[DATASET ENTRIES — start]

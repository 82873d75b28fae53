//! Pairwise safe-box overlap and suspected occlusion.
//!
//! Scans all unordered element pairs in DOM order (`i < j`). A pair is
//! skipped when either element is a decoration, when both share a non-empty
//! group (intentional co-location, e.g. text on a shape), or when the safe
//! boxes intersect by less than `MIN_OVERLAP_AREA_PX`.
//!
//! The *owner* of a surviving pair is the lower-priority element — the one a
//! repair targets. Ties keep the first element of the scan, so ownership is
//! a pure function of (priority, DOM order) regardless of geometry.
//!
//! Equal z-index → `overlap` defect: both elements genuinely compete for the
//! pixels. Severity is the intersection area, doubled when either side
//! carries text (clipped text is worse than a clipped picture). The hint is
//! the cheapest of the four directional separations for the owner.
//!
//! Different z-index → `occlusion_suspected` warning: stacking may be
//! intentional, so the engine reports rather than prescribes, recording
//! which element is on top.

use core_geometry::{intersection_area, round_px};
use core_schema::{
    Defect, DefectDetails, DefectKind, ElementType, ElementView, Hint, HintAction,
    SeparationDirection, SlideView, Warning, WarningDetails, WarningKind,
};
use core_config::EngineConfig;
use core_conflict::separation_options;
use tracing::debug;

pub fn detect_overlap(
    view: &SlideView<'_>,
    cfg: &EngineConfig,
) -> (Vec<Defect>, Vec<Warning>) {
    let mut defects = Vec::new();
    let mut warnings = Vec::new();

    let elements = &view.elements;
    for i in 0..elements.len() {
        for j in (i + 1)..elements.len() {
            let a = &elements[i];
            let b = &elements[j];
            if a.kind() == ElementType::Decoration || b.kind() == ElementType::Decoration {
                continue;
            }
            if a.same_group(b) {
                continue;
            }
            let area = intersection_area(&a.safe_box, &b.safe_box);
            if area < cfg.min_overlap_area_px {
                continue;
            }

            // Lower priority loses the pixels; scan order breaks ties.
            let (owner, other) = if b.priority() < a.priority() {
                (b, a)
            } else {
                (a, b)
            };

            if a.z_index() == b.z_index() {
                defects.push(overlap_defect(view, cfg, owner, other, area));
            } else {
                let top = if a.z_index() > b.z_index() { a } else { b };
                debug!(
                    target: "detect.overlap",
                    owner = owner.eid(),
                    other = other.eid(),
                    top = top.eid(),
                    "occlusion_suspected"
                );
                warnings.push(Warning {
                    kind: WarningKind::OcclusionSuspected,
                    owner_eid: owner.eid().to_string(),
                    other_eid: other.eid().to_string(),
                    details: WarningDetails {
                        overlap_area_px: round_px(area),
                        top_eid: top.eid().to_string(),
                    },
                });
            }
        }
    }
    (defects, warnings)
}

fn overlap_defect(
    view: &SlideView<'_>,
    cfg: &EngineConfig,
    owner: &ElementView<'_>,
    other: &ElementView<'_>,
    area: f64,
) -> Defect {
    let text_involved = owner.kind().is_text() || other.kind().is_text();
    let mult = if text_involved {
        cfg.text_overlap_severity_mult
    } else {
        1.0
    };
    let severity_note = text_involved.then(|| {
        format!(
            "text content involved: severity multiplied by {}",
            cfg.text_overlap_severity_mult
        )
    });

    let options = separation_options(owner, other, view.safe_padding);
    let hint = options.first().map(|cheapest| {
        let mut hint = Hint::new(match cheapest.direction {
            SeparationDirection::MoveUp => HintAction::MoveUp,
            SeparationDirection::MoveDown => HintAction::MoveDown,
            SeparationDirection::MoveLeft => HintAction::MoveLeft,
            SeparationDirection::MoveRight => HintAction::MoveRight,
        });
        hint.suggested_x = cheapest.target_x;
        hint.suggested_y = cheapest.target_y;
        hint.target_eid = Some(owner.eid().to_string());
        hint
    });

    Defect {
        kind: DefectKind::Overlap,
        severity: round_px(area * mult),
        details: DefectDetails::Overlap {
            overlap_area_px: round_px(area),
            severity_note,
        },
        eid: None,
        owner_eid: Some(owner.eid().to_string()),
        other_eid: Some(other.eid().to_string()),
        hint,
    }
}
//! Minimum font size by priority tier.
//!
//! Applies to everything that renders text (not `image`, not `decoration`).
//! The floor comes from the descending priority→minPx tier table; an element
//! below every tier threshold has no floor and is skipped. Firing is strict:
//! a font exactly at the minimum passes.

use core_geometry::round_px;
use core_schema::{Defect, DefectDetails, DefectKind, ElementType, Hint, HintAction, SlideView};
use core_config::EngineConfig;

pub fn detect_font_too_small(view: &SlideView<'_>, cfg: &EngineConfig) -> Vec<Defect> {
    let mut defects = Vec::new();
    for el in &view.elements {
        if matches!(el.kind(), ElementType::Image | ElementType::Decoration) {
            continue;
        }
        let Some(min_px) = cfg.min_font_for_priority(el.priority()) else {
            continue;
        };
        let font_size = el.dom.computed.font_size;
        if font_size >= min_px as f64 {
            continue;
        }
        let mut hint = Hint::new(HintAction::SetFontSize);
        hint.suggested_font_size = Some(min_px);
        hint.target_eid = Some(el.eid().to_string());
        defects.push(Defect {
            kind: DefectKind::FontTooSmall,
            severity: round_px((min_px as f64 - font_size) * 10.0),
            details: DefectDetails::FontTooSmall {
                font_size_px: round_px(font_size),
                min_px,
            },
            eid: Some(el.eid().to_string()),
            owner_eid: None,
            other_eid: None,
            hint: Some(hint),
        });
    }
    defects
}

[DATASET ENTRIES — finish]

Scan the data for lines containing "either" and copy all of them.

■ **RESULT FOR THIS EXERCISE**:
//! skipped when either element is a decoration, when both share a non-empty
//! pixels. Severity is the intersection area, doubled when either side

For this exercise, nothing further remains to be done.